Un inverno "difficile"


Penso che sia stato uno dei momenti più difficili che abbia mai avuto dato che l’anno scorso il mio primo anno nel World Superbike si è chiuso molto bene”, ha aggiunto Sandro Cortese. “Poi però sono successe diverse cose e mi sono operato alla spalla. Non sono riuscito a fare nulla per due mesi dato che è stato un intervento abbastanza complicato. Poi c'è stato un mese di riabilitazione e quindi per tre mesi non ho potuto allenarmi in pista o in palestra arrivando così a Phillip Island con una squadra del tutto nuova. È stato tutto abbastanza difficile.

Credo tanto nella squadra e penso che Kawasaki abbia davvero un gran potenziale. È un peccato essere arrivati così tardi e ritengo che avremmo bisogno di ancora alcuni test per capire a fondo la Kawasaki, per mostrare il reale potenziale della squadra e di quello che potremmo effettivamente fare insieme”, ha aggiunto.

“Ho cambiato stile di guida”


Nel 2019 Sandro Cortese ha guidato una Yamaha YZF-R1 prima di passare alla Kawasaki ZX-10RR per questo 2020. Due moto molto diverse tra loro, che hanno richiesto un cambiamento nello stile di guida, come ha raccontato il pilota tedesco.

 “Per quanto riguarda l’aspetto del motore sono abbastanza simili. Sono molti dolci quando apri il gas, non hai mai la sensazione di potenza aggressiva da parte del motore”, ha spiegato Cortese.
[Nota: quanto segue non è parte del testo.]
//! Shared collaborator doubles for integration tests.

use std::sync::{Arc, Mutex};
use std::time::Duration;

use nalgebra::Point3;
use synapse_engine::{Neuron, Result, SignalRecord};

/// A recording neuron double.
pub struct StubNeuron {
    id: String,
    position: Point3<f64>,
    pub received: Mutex<Vec<SignalRecord>>,
    pub scheduled: Mutex<Vec<(SignalRecord, Duration)>>,
}

impl StubNeuron {
    pub fn new(id: &str) -> Arc<Self> {
        Arc::new(Self {
            id: id.to_string(),
            position: Point3::origin(),
            received: Mutex::new(Vec::new()),
            scheduled: Mutex::new(Vec::new()),
        })
    }

    pub fn last_received(&self) -> Option<SignalRecord> {
        self.received.lock().unwrap().last().cloned()
    }

    pub fn delivered_count(&self) -> usize {
        self.received.lock().unwrap().len() + self.scheduled.lock().unwrap().len()
    }
}

impl Neuron for StubNeuron {
    fn id(&self) -> &str {
        &self.id
    }

    fn position(&self) -> Point3<f64> {
        self.position
    }

    fn receive(&self, signal: SignalRecord) -> Result<()> {
        self.received.lock().unwrap().push(signal);
        Ok(())
    }

    fn schedule_delayed_delivery(
        &self,
        signal: SignalRecord,
        _target: Arc<dyn Neuron>,
        delay: Duration,
    ) -> Result<()> {
        self.scheduled.lock().unwrap().push((signal, delay));
        Ok(())
    }
}
impl SynapseBuilder {
    pub fn new(id: impl Into<String>, pre: Arc<dyn Neuron>, post: Arc<dyn Neuron>) -> Self {
        Self {
            id: id.into(),
            pre,
            post,
            weight: 0.5,
            delay: Duration::from_millis(1),
            neurotransmitter: Ligand::Glutamate,
            plasticity: PlasticityConfig::default(),
            pruning: PruningConfig::default(),
            vesicles: VesicleConfig::default(),
            matrix: None,
            eligibility_decay_ms: DEFAULT_ELIGIBILITY_DECAY_MS,
            seed: None,
        }
    }

    /// Initial weight (clamped into the plasticity range at build time).
    pub fn weight(mut self, weight: f64) -> Self {
        self.weight = weight;
        self
    }

    /// Base synaptic delay.
    pub fn delay(mut self, delay: Duration) -> Self {
        self.delay = delay;
        self
    }

    /// Released species.
    pub fn neurotransmitter(mut self, ligand: Ligand) -> Self {
        self.neurotransmitter = ligand;
        self
    }

    /// STDP parameters.
    pub fn plasticity_config(mut self, config: PlasticityConfig) -> Self {
        self.plasticity = config;
        self
    }

    /// Pruning parameters.
    pub fn pruning_config(mut self, config: PruningConfig) -> Self {
        self.pruning = config;
        self
    }

    /// Vesicle-release parameters.
    pub fn vesicle_config(mut self, config: VesicleConfig) -> Self {
        self.vesicles = config;
        self
    }

    /// Attach an extracellular-matrix collaborator.
    pub fn matrix(mut self, matrix: Arc<dyn ExtracellularMatrix>) -> Self {
        self.matrix = Some(matrix);
        self
    }

    /// Eligibility-trace decay time constant (ms).
    pub fn eligibility_decay_ms(mut self, decay_ms: f64) -> Self {
        self.eligibility_decay_ms = decay_ms;
        self
    }

    /// Seed all stochastic behavior for reproducible runs.
    pub fn seed(mut self, seed: u64) -> Self {
        self.seed = Some(seed);
        self
    }

    /// Validate the configurations and construct the synapse.
    ///
    /// Correctable parameter problems are fixed to defaults (and logged);
    /// irrecoverable ones return [`SynapseError::InvalidConfiguration`].
    pub fn build(self) -> Result<Synapse> {
        if self.id.is_empty() {
            return Err(SynapseError::InvalidConfiguration(
                "synapse id must not be empty".to_string(),
            ));
        }
        let (plasticity, _) = self.plasticity.validated()?;
        let (pruning, _) = self.pruning.validated()?;
        let (vesicle_config, _) = self.vesicles.validated()?;

        let weight = plasticity.clamp_weight(self.weight);
        let now = Instant::now();
        let vesicles = match self.seed {
            Some(seed) => VesicleController::with_seed(vesicle_config, seed),
            None => VesicleController::new(vesicle_config),
        };
        let pruning_rng = match self.seed {
            Some(seed) => StdRng::seed_from_u64(seed.wrapping_add(1)),
            None => StdRng::from_entropy(),
        };

        Ok(Synapse {
            state: RwLock::new(EngineState {
                lifecycle: SynapseState::Active,
                weight,
                delay: self.delay,
                last_transmission: None,
                last_plasticity: None,
                pre_spikes: BoundedRing::new(SPIKE_HISTORY_CAPACITY),
                post_spikes: BoundedRing::new(SPIKE_HISTORY_CAPACITY),
                calculator: PlasticityCalculator::new(plasticity.clone()),
                eligibility: EligibilityTrace::new(self.eligibility_decay_ms, now),
                gaba: GabaState::new(now),
                threshold_modifier: ThresholdModifier::new(now),
                delivery_failures: 0,
            }),
            id: self.id,
            pre: self.pre,
            post: self.post,
            neurotransmitter: self.neurotransmitter,
            matrix: self.matrix,
            plasticity_config: plasticity,
            pruning_config: pruning,
            initial_weight: weight,
            initial_delay: self.delay,
            created_at: now,
            vesicles,
            monitor: ActivityMonitor::new(),
            callbacks: RwLock::new(SynapseCallbacks::default()),
            pruning_rng: Mutex::new(pruning_rng),
        })
    }
}
//! Error types for the synapse engine.

use thiserror::Error;

/// Errors that can occur in synaptic operations.
#[derive(Error, Debug, Clone, PartialEq)]
pub enum SynapseError {
    /// Operation attempted on a synapse that is not in the Active state.
    #[error("Synapse is not active (state: {0})")]
    SynapseInactive(String),

    /// Vesicle release failed stochastically, by pool exhaustion, or by rate limit.
    #[error("Vesicle release failed: pool depleted or rate-limited")]
    VesicleDepleted,

    /// The post-synaptic neuron or delivery scheduler rejected the message.
    #[error("Transmission failed: {0}")]
    TransmissionFailed(String),

    /// Construction or mutation with parameters that cannot be corrected.
    #[error("Invalid configuration: {0}")]
    InvalidConfiguration(String),
}

/// Result type for synapse operations.
pub type Result<T> = std::result::Result<T, SynapseError>;
//! Collaborator interfaces and the messages that cross them.
//!
//! The engine never owns its neurons: it holds non-owning trait-object
//! handles supplying identity, position, and delivery. The extracellular
//! matrix and the chemical environment are optional collaborators injected
//! the same way.

use std::fmt;
use std::sync::Arc;
use std::time::{Duration, Instant};

use nalgebra::Point3;

use crate::error::Result;
use crate::neurotransmitter::Ligand;

/// A neuron as seen from one of its synapses.
///
/// Implementations must be thread-safe: many synapses may call into the same
/// neuron concurrently. Delayed delivery is the neuron's responsibility; the
/// synapse never spawns threads or timers.
pub trait Neuron: Send + Sync {
    /// Stable identifier.
    fn id(&self) -> &str;

    /// Soma position in space.
    fn position(&self) -> Point3<f64>;

    /// Immediate delivery of a synaptic signal.
    fn receive(&self, signal: SignalRecord) -> Result<()>;

    /// Deferred delivery of a synaptic signal after `delay`.
    fn schedule_delayed_delivery(
        &self,
        signal: SignalRecord,
        target: Arc<dyn Neuron>,
        delay: Duration,
    ) -> Result<()>;
}

/// Spatial delay enhancement supplied by the extracellular matrix.
pub trait ExtracellularMatrix: Send + Sync {
    /// Total transmission delay for a message, at least `base_delay`.
    fn enhance_synaptic_delay(
        &self,
        pre_id: &str,
        post_id: &str,
        synapse_id: &str,
        base_delay: Duration,
    ) -> Duration;
}

/// A transmitted signal as delivered to the post-synaptic neuron.
#[derive(Debug, Clone)]
pub struct SignalRecord {
    /// Delivered value: post-weight, post-inhibition.
    pub value: f64,
    /// The raw pre-synaptic input.
    pub original_value: f64,
    /// Weight in effect at transmission time.
    pub effective_weight: f64,
    /// When the pre-synaptic spike entered the synapse.
    pub pre_spike_at: Instant,
    /// Full delivery delay (synaptic + spatial).
    pub total_delay: Duration,
    /// Base synaptic delay component.
    pub synaptic_delay: Duration,
    /// Spatial component added by the extracellular matrix.
    pub spatial_delay: Duration,
    /// Pre-synaptic neuron ID.
    pub source_id: String,
    /// Post-synaptic neuron ID.
    pub target_id: String,
    /// Originating synapse ID.
    pub synapse_id: String,
    /// Species released for this message.
    pub neurotransmitter: Ligand,
    /// Whether a vesicle fused for this message (always true on delivery).
    pub vesicle_released: bool,
    /// Pre-synaptic calcium level at release time.
    pub calcium_level: f64,
    /// Optional learning-context hint for the receiver.
    pub learning_hint: Option<String>,
}

/// Category of a recorded plasticity event.
#[derive(Debug, Clone, Copy, PartialEq, Eq, Hash)]
pub enum PlasticityEventType {
    /// Timing-driven change (STDP or frequency rule).
    Stdp,
    /// Positive neuromodulated change.
    Reward,
    /// Negative neuromodulated change.
    Punishment,
    /// Scaling toward a target activity level, including direct SetWeight.
    Homeostatic,
    /// Any other modulatory change.
    Modulation,
}

/// A committed weight change and its context.
#[derive(Debug, Clone)]
pub struct PlasticityEvent {
    pub event_type: PlasticityEventType,
    pub weight_before: f64,
    pub weight_after: f64,
    /// The applied (post-clamp) change.
    pub delta_weight: f64,
    /// Spike-timing difference for timing-driven events (ms, pre − post).
    pub delta_t_ms: Option<f64>,
    pub occurred_at: Instant,
    /// Free-form context, e.g. a clamp annotation or the triggering ligand.
    pub context: Option<String>,
}

/// A plasticity request from the post-synaptic neuron.
#[derive(Debug, Clone, Default)]
pub struct PlasticityAdjustment {
    /// `t_pre − t_post` in milliseconds; negative is causal.
    pub delta_t_ms: f64,
    /// Optional pre-synaptic spike train (ms timestamps on the caller's
    /// clock) for pair discovery.
    pub pre_spike_train_ms: Option<Vec<f64>>,
    /// Optional post-synaptic spike train (same clock as the pre train).
    pub post_spike_train_ms: Option<Vec<f64>>,
    /// Per-call learning-rate override.
    pub learning_rate_override: Option<f64>,
    /// Neuromodulator context hint.
    pub modulator_hint: Option<Ligand>,
    /// Event classification override.
    pub event_type: Option<PlasticityEventType>,
    /// Apply even when the computed change is negligible.
    pub force_update: bool,
}

impl PlasticityAdjustment {
    /// Adjustment carrying only a spike-timing difference.
    pub fn from_delta_t(delta_t_ms: f64) -> Self {
        Self {
            delta_t_ms,
            ..Default::default()
        }
    }
}

/// Best-effort chemical-environment callbacks, injected via
/// [`crate::Synapse::set_callbacks`].
///
/// Every field is optional; an absent callback simply disables that
/// integration point. Callbacks may be invoked while the synapse lock is
/// held, so they must never call back into the same synapse.
#[derive(Default)]
pub struct SynapseCallbacks {
    /// Current pre-synaptic calcium level.
    pub calcium_level: Option<Box<dyn Fn() -> f64 + Send + Sync>>,
    /// Immediate message delivery, replacing the direct `Neuron::receive`
    /// path when present.
    pub deliver_message: Option<Box<dyn Fn(&str, &SignalRecord) -> Result<()> + Send + Sync>>,
    /// Notification that neurotransmitter was released into the cleft.
    pub release_neurotransmitter: Option<Box<dyn Fn(Ligand, f64) + Send + Sync>>,
    /// Extra environment-imposed transmission delay.
    pub transmission_delay: Option<Box<dyn Fn() -> Duration + Send + Sync>>,
    /// Observation hook for committed plasticity events.
    pub report_plasticity: Option<Box<dyn Fn(&PlasticityEvent) + Send + Sync>>,
}

impl fmt::Debug for SynapseCallbacks {
    fn fmt(&self, f: &mut fmt::Formatter<'_>) -> fmt::Result {
        f.debug_struct("SynapseCallbacks")
            .field("calcium_level", &self.calcium_level.is_some())
            .field("deliver_message", &self.deliver_message.is_some())
            .field(
                "release_neurotransmitter",
                &self.release_neurotransmitter.is_some(),
            )
            .field("transmission_delay", &self.transmission_delay.is_some())
            .field("report_plasticity", &self.report_plasticity.is_some())
            .finish()
    }
}

#[cfg(test)]
mod tests {
    use super::*;

    #[test]
    fn test_adjustment_from_delta_t() {
        let adj = PlasticityAdjustment::from_delta_t(-10.0);
        assert_eq!(adj.delta_t_ms, -10.0);
        assert!(adj.learning_rate_override.is_none());
        assert!(!adj.force_update);
    }

    #[test]
    fn test_callbacks_debug_reports_presence() {
        let callbacks = SynapseCallbacks {
            calcium_level: Some(Box::new(|| 1.0)),
            ..Default::default()
        };
        let text = format!("{callbacks:?}");
        assert!(text.contains("calcium_level: true"));
        assert!(text.contains("deliver_message: false"));
    }
}
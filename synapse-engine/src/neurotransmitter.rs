//! Ligand taxonomy and neuromodulatory classification.
//!
//! This module defines the chemical species a synapse can release or respond
//! to, their excitatory/inhibitory/modulatory classification, and the
//! modulation factor each ligand contributes to the three-factor learning
//! rule.

use serde::{Deserialize, Serialize};

/// Chemical ligands recognized by the engine.
///
/// Concentrations arriving for species without a dedicated learning rule fall
/// through to the same mild positive modulation as [`Ligand::Other`], so an
/// unrecognized ligand never destabilizes a synapse.
#[derive(Debug, Clone, Copy, PartialEq, Eq, Hash, Serialize, Deserialize)]
pub enum Ligand {
    /// Glutamate - primary excitatory neurotransmitter.
    Glutamate,
    /// GABA - primary inhibitory neurotransmitter.
    Gaba,
    /// Glycine - inhibitory, prominent in spinal circuits.
    Glycine,
    /// Dopamine - reward prediction and motor control.
    Dopamine,
    /// Serotonin - mood and sleep regulation.
    Serotonin,
    /// Norepinephrine - arousal and stress response.
    Norepinephrine,
    /// Acetylcholine - attention and muscle activation.
    Acetylcholine,
    /// Endorphin - endogenous opioid signalling.
    Endorphin,
    /// Oxytocin - social bonding peptide.
    Oxytocin,
    /// Vasopressin - homeostatic peptide.
    Vasopressin,
    /// Sentinel for species the engine has no dedicated handling for.
    Other,
}

/// Broad functional classification of a ligand.
#[derive(Debug, Clone, Copy, PartialEq, Eq, Serialize, Deserialize)]
pub enum LigandClass {
    Excitatory,
    Inhibitory,
    Modulatory,
}

impl Ligand {
    /// Functional class of this ligand.
    pub fn class(&self) -> LigandClass {
        match self {
            Ligand::Glutamate => LigandClass::Excitatory,
            Ligand::Gaba | Ligand::Glycine => LigandClass::Inhibitory,
            Ligand::Dopamine
            | Ligand::Serotonin
            | Ligand::Norepinephrine
            | Ligand::Acetylcholine
            | Ligand::Endorphin
            | Ligand::Oxytocin
            | Ligand::Vasopressin
            | Ligand::Other => LigandClass::Modulatory,
        }
    }

    /// Modulation factor `M` applied to the eligibility trace in the
    /// three-factor rule.
    ///
    /// - Dopamine encodes a reward-prediction error: `M = c − 1`, so a
    ///   concentration at baseline (1.0) is neutral.
    /// - GABA is purely depressive: `M = −c`.
    /// - Serotonin and glutamate contribute mild potentiation.
    /// - Everything else contributes a small positive factor proportional
    ///   to concentration.
    ///
    /// Non-finite concentrations yield 0 (neutral).
    pub fn modulation_factor(&self, concentration: f64) -> f64 {
        if !concentration.is_finite() {
            return 0.0;
        }
        match self {
            Ligand::Dopamine => concentration - 1.0,
            Ligand::Gaba => -concentration,
            Ligand::Serotonin => 0.2 * concentration,
            Ligand::Glutamate => 0.1 * concentration,
            _ => 0.05 * concentration,
        }
    }
}

#[cfg(test)]
mod tests {
    use super::*;

    #[test]
    fn test_classification() {
        assert_eq!(Ligand::Glutamate.class(), LigandClass::Excitatory);
        assert_eq!(Ligand::Gaba.class(), LigandClass::Inhibitory);
        assert_eq!(Ligand::Glycine.class(), LigandClass::Inhibitory);
        assert_eq!(Ligand::Dopamine.class(), LigandClass::Modulatory);
        assert_eq!(Ligand::Other.class(), LigandClass::Modulatory);
    }

    #[test]
    fn test_dopamine_reward_prediction_error() {
        // Baseline concentration is neutral, above rewards, below punishes.
        assert_eq!(Ligand::Dopamine.modulation_factor(1.0), 0.0);
        assert!(Ligand::Dopamine.modulation_factor(2.0) > 0.0);
        assert!(Ligand::Dopamine.modulation_factor(0.5) < 0.0);
    }

    #[test]
    fn test_gaba_is_depressive() {
        assert!(Ligand::Gaba.modulation_factor(1.5) < 0.0);
        assert_eq!(Ligand::Gaba.modulation_factor(2.0), -2.0);
    }

    #[test]
    fn test_unknown_ligand_mild_positive() {
        let m = Ligand::Other.modulation_factor(2.0);
        assert!(m > 0.0);
        assert!(m < Ligand::Serotonin.modulation_factor(2.0));
        assert_eq!(m, Ligand::Oxytocin.modulation_factor(2.0));
    }

    #[test]
    fn test_non_finite_concentration_neutral() {
        assert_eq!(Ligand::Dopamine.modulation_factor(f64::NAN), 0.0);
        assert_eq!(Ligand::Gaba.modulation_factor(f64::INFINITY), 0.0);
    }
}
“Ci sono differenze abbastanza grosse per quanto riguarda il telaio. Ho dovuto cambiare molto il mio stile di guida quando sono passato da Yamaha a Kawasaki. Con Yamaha è necessario essere molto dolci e fare le curve ad alta velocità. Con Kawasaki devi frenare molto forte, devi essere molto lento a metà curva per poi accelerare forte in fase di uscita”, ha detto Cortese.

Cosa manca


Da due volte campione del mondo, Sandro Cortese si è adattato velocemente alla nuova moto e alla nuova squadra, ma ci sono alcuni step per i quali serve necessariamente macinare chilometri in pista.

Dopo alcuni giri ho capito la moto ma mi mancava l’esperienza collegata a questa moto come ad esempio il comportamento delle gomme Pirelli nel corso della gara quando tendono a perdere aderenza oltre a come preparare la Kawasaki in vista di gare lunghe.

“L’anno scorso per il GRT Yamaha SBK Junior Team era stato il primo nella classe Superbike. I meccanici e gli ingegneri da tanti anni sono presenti in Superbike ma era una squadra del tutto nuova e anche nel mio caso - da debuttante - ci sono stati momenti difficili”, conclude Sandro Cortese.